Maze with Structures

Introduction

Study Floating and Docking Windows of MSVS described here. As you work on the below project, demonstrate to the instructor the usage of this feature.

You are to program a maze navigation game. The assignment is broken into two parts. The below game and header file description applies to both parts.

Maze navigation. You are to help a mouse to find cheese in a maze. The maze is a square mazeSize*mazeSize grid of rooms. Each room has two coordinates. The horizontal coordinate is an integer number ranging from 1 to mazeSize. The vertical coordinate is a letter ranging from 'a' to 'a'+mazeSize-1 (note that in C++ you could add an integer to a character as done in this example.)

The mouse is placed in room a1 (top-left room). The cheese is placed in room a+mazeSize-1,mazeSize (bottom-right room). Room r1 is adjacent to room r2, if r1 is to the left, right, up or down from room r2. Diagonal rooms are not considered adjacent. A wall prevents the mouse from moving to an adjacent room.

Your program should randomly place numWalls in the maze. A wall must separate a pair of adjacent rooms. Note that if there is a wall r1|r2, where r1 and r2 are adjacent room coordinates, then there should not be another wall r1|r2 or r2|r1. No other checks, such as a check whether the maze is navigable, need to be performed. On user request, the program should print wall locations.

The game proceeds as follows. The program prints the current mouse room and asks the user for the mouse's next move: (u)p, (d)own, (l)eft, (r)ight, or (q)uit. The program should accept a single character signifying the move. If the move takes the mouse outside the maze or there is a wall between the current mouse room and the next, then the program prints wall and keeps the mouse in the same room. Otherwise, it moves the mouse to the new location and the game continues. The check whether the mouse already visited the room is not needed. The game proceeds until the mouse reaches the cheese room or the user quits the game.

Maze data structures and function description. The data structures and functions needed to implement the game are declared in this header file. The header file defines two structures:

The functions are separated into three groups:

Assignments

  1. Test. Create a project titled Lab8_Test. Add the header file maze.hpp described above to your project. Add this file testMaze.cpp to your project as well. Implement the functions prototyped in maze.hpp file and invoked in testMaze.cpp. Place these function definitions in maze.cpp

    Note that, as shown, portions of the file are commented out. This is to encourage incremental program development. You need to implement the functions that are not commented out first. Then, uncomment the second portion of code and implement those functions. Once your project works correctly with all code of testMaze.cpp uncommented, submit your project.

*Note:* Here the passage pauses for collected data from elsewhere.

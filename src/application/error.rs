//! Application-level errors (wraps domain errors)

use thiserror::Error;

use crate::domain::DomainError;

/// Boxed error returned by factories and collaborators.
pub type BoxError = Box<dyn std::error::Error + Send + Sync>;

/// A type name could not be mapped to a loaded type.
#[derive(Error, Debug)]
pub enum TypeResolutionError {
    #[error("the '{0}' type resolve failed")]
    TypeNotFound(String),

    #[error("module '{module}' for type '{type_name}' is not loaded and could not be loaded")]
    ModuleNotFound { module: String, type_name: String },

    #[error("invalid qualified type name '{name}': {reason}")]
    InvalidTypeName { name: String, reason: String },
}

/// Building a builtin's value failed.
#[derive(Error, Debug)]
pub enum ConstructionError {
    #[error("unable to determine the target type of the '{builtin}' builtin")]
    UnknownTargetType { builtin: String },

    #[error("type '{type_name}' of the '{builtin}' builtin cannot be instantiated")]
    NotConstructible { type_name: String, builtin: String },

    #[error(
        "can not build instance of '{type_name}' type, no constructor matched the available parameters in '{builtin}' builtin"
    )]
    NoMatchingConstructor { type_name: String, builtin: String },

    #[error("create object of '{type_name}' type failed, the parameters count of constructor is {arity}")]
    Instantiate {
        type_name: String,
        arity: usize,
        #[source]
        source: BoxError,
    },

    #[error(
        "occurred an error on set '{property}' property of '{builtin}' builtin, its raw value is \"{raw}\", the target type of builtin is '{target_type}'"
    )]
    Property {
        builtin: String,
        property: String,
        raw: String,
        target_type: String,
        #[source]
        source: BoxError,
    },

    #[error("cannot inject member '{member}' of '{target_type}': no service for {key}")]
    Injection {
        member: String,
        target_type: String,
        key: String,
    },
}

/// Application errors wrap domain errors and add resolution context.
#[derive(Error, Debug)]
pub enum ApplicationError {
    #[error("{0}")]
    Domain(#[from] DomainError),

    #[error(transparent)]
    TypeResolution(#[from] TypeResolutionError),

    #[error(transparent)]
    Construction(#[from] ConstructionError),

    #[error("not found the plugin tree node with '{0}' path")]
    PathNotFound(String),

    #[error("member '{member}' is not readable on '{type_name}'")]
    MemberNotFound { member: String, type_name: String },

    #[error("config error: {message}")]
    Config { message: String },

    #[error("resolve target error from '{path}' path in '{file}' plugin file")]
    PathResolution {
        path: String,
        file: String,
        #[source]
        source: Box<ApplicationError>,
    },
}

/// Result type for application layer operations.
pub type ApplicationResult<T> = Result<T, ApplicationError>;

/// Factory argument access failed.
#[derive(Error, Debug)]
pub enum ArgumentError {
    #[error("missing constructor argument {0}")]
    Missing(usize),

    #[error("constructor argument {index} is not a {expected}")]
    Mismatch { index: usize, expected: &'static str },
}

  2. Game. Create a project titled Lab8_Game. Use maze.hpp, maze.cpp from the test assignment above; add game.cpp that contains main() , invokes the game functions declared in maze.hpp and implements the maze navigation game. The program should work as follows. First, the walls of the maze are built. Second, the user is asked if he wants to see them. The game starts after that. Below is the pseudocode of the game (to be implemented in main() or a dedicated function):
        populate the maze by invoking build() on it
        declare the room to keep the current mouse location, place the mouse
             in the top-left corner
        prompt the user if she wants to see the maze wall positions printed
        loop while the current mouse location is not the finish room and the user
             wants to continue the game (the selected room is not the -1*)
             inside the loop
                  print the current (mouse) room
                  on the basis of the current room, invoke nextMove() get the
                             next room from the user,
                  form a roomPair out of current room and next room to indicate the next move
                  invoke checkMaze() to see if this move is possible
                  if yes
                       move the mouse by updating the current room
                  if not
                      report a wall
        report ending of the game
        
    Here is an example game dialogue (user input is shown in bold):
    Show walls? [y/n]: y
    d2|d3, c3|d3, b4|a4, a2|a1, c3|c2, c1|c2, b1|c1, b4|b3
    
    Current room: a1
    Next move [u/d/l/r/q]: u
    wall
    
    Current Room: a1
    Next move [u/d/l/r/q]: r
    wall
    
    Current room: a1
    Next move [u/d/l/r/q]: d
    
    Current room: a2
    Next move [u/d/l/r/q]: l
    ...
    

Milestone: implement room and wall functions (first and second part of the testMaze.cpp file).

Make sure your programs adhere to proper programming style. Submit your projects to the subversion repository. Do not forget to verify your submission on the web.